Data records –
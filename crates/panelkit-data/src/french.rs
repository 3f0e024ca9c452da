//! Parser for Kenneth French data library CSV files.
//!
//! The library distributes each factor file as a zipped CSV with a few lines
//! of free text before the header and a copyright footer after the data.
//! Only rows whose first field is an eight-digit `YYYYMMDD` date are kept.
//! An extracted CSV on disk can stand in for the download.

use crate::dates::{DateRange, date_column, parse_date};
use crate::error::{DataError, Result};
use chrono::NaiveDate;
use polars::prelude::*;
use std::io::{Cursor, Read};
use std::path::Path;
use std::time::Duration;
use tracing::{debug, info};
use ::zip::ZipArchive;

const DOWNLOAD_TIMEOUT: Duration = Duration::from_secs(60);

/// Daily factor file layouts.
#[derive(Debug, Clone, Copy, PartialEq, Eq)]
pub enum FrenchLayout {
    /// Market, size and value (Mkt-RF, SMB, HML, RF)
    ThreeFactor,
    /// Five-factor 2x3 (adds RMW, CMA)
    FiveFactor,
}

impl FrenchLayout {
    /// Select a layout from its factor count.
    pub fn from_factor_count(n_factors: u8) -> Result<Self> {
        match n_factors {
            3 => Ok(Self::ThreeFactor),
            5 => Ok(Self::FiveFactor),
            _ => Err(DataError::Config(format!(
                "n_factors must be 3 or 5, got {}",
                n_factors
            ))),
        }
    }

    /// Download URL of the zipped file.
    pub const fn url(&self) -> &'static str {
        match self {
            Self::ThreeFactor => {
                "https://mba.tuck.dartmouth.edu/pages/faculty/ken.french/ftp/F-F_Research_Data_Factors_daily_CSV.zip"
            }
            Self::FiveFactor => {
                "https://mba.tuck.dartmouth.edu/pages/faculty/ken.french/ftp/F-F_Research_Data_5_Factors_2x3_daily_CSV.zip"
            }
        }
    }

    /// Name of the CSV inside the archive.
    pub const fn csv_name(&self) -> &'static str {
        match self {
            Self::ThreeFactor => "F-F_Research_Data_Factors_daily.csv",
            Self::FiveFactor => "F-F_Research_Data_5_Factors_2x3_daily.csv",
        }
    }

    /// Free-text lines preceding the header row.
    pub const fn skip_rows(&self) -> usize {
        match self {
            Self::ThreeFactor => 4,
            Self::FiveFactor => 3,
        }
    }
}

/// Options for [`parse_french_csv`].
#[derive(Debug, Clone, Copy, PartialEq, Eq)]
pub struct FrenchOptions {
    /// File layout
    pub layout: FrenchLayout,
    /// Convert percentages to decimals
    pub as_decimal: bool,
    /// Optional inclusive date window
    pub range: Option<DateRange>,
}

impl Default for FrenchOptions {
    fn default() -> Self {
        Self {
            layout: FrenchLayout::ThreeFactor,
            as_decimal: true,
            range: None,
        }
    }
}

fn normalize_header(name: &str) -> String {
    name.trim().to_lowercase().replace(['-', ' '], "_")
}

/// Parse the text of a daily factor file.
///
/// Output columns: `date` followed by one `Float64` column per factor with
/// lower-cased names (`mkt_rf`, `smb`, `hml`, `rf`, ...), sorted by date.
pub fn parse_french_csv(text: &str, options: &FrenchOptions) -> Result<DataFrame> {
    let body: String = text
        .lines()
        .skip(options.layout.skip_rows())
        .collect::<Vec<_>>()
        .join("\n");

    let mut reader = csv::ReaderBuilder::new()
        .has_headers(true)
        .flexible(true)
        .trim(csv::Trim::All)
        .from_reader(body.as_bytes());

    let factors: Vec<String> = reader
        .headers()?
        .iter()
        .skip(1)
        .map(normalize_header)
        .collect();
    if factors.is_empty() {
        return Err(DataError::Parse("Factor file has no factor columns".to_string()));
    }

    let scale = if options.as_decimal { 100.0 } else { 1.0 };
    let mut rows: Vec<(NaiveDate, Vec<Option<f64>>)> = Vec::new();

    for record in reader.records() {
        let record = record?;
        let Some(first) = record.get(0) else { continue };
        if first.len() != 8 || !first.bytes().all(|b| b.is_ascii_digit()) {
            continue;
        }
        let Some(date) = parse_date(first) else { continue };
        if options.range.is_some_and(|r| !r.contains(date)) {
            continue;
        }

        let values = (1..=factors.len())
            .map(|i| match record.get(i).filter(|v| !v.is_empty()) {
                None => Ok(None),
                Some(v) => v
                    .parse::<f64>()
                    .map(|x| Some(x / scale))
                    .map_err(|e| DataError::Parse(format!("Invalid factor value {}: {}", v, e))),
            })
            .collect::<Result<Vec<_>>>()?;
        rows.push((date, values));
    }

    rows.sort_by_key(|(date, _)| *date);

    let dates: Vec<Option<NaiveDate>> = rows.iter().map(|(d, _)| Some(*d)).collect();
    let mut columns = vec![date_column("date", &dates)?];
    for (idx, name) in factors.iter().enumerate() {
        let values: Vec<Option<f64>> = rows.iter().map(|(_, v)| v[idx]).collect();
        columns.push(Column::new(name.as_str().into(), values));
    }

    let df = DataFrame::new(columns)?;
    info!(rows = df.height(), layout = ?options.layout, "parsed Fama-French factor file");
    Ok(df)
}

/// Read and parse an extracted daily factor CSV from disk.
pub fn load_french_csv<P: AsRef<Path>>(path: P, options: &FrenchOptions) -> Result<DataFrame> {
    let text = std::fs::read_to_string(path)?;
    parse_french_csv(&text, options)
}

/// Pull the factor CSV out of a zipped download.
///
/// The entry is matched on [`FrenchLayout::csv_name`] ignoring case, since the
/// library ships both `.csv` and `.CSV` names. An archive holding a single
/// file yields that file.
pub fn extract_french_csv(archive: &[u8], layout: FrenchLayout) -> Result<String> {
    let mut zip = ZipArchive::new(Cursor::new(archive))?;
    let names: Vec<String> = zip.file_names().map(str::to_string).collect();

    let wanted = layout.csv_name();
    let name = names
        .iter()
        .find(|n| n.eq_ignore_ascii_case(wanted))
        .or_else(|| names.first().filter(|_| names.len() == 1))
        .ok_or_else(|| {
            DataError::Parse(format!(
                "{} not found in archive (entries: {})",
                wanted,
                names.join(", ")
            ))
        })?;
    debug!(entry = %name, "extracting factor file");

    let mut bytes = Vec::new();
    zip.by_name(name)?.read_to_end(&mut bytes)?;
    Ok(String::from_utf8_lossy(&bytes).into_owned())
}

/// Download the zipped factor file from `url`, extract and parse it.
///
/// `url` is normally [`FrenchLayout::url`] of `options.layout`.
pub async fn download_french_factors(url: &str, options: &FrenchOptions) -> Result<DataFrame> {
    let client = reqwest::Client::builder()
        .timeout(DOWNLOAD_TIMEOUT)
        .build()?;

    info!(url, "downloading Fama-French daily factors");
    let archive = client
        .get(url)
        .send()
        .await?
        .error_for_status()?
        .bytes()
        .await?;
    let text = extract_french_csv(&archive, options.layout)?;
    parse_french_csv(&text, options)
}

About this exercise –
Set down, from the entries above, exactly the lines from the one with "CSV from disk." up to and including the one with "yields that file.", and no other lines.

Exercise result –
/// Read and parse an extracted daily factor CSV from disk.
pub fn load_french_csv<P: AsRef<Path>>(path: P, options: &FrenchOptions) -> Result<DataFrame> {
    let text = std::fs::read_to_string(path)?;
    parse_french_csv(&text, options)
}

/// Pull the factor CSV out of a zipped download.
///
/// The entry is matched on [`FrenchLayout::csv_name`] ignoring case, since the
/// library ships both `.csv` and `.CSV` names. An archive holding a single
/// file yields that file.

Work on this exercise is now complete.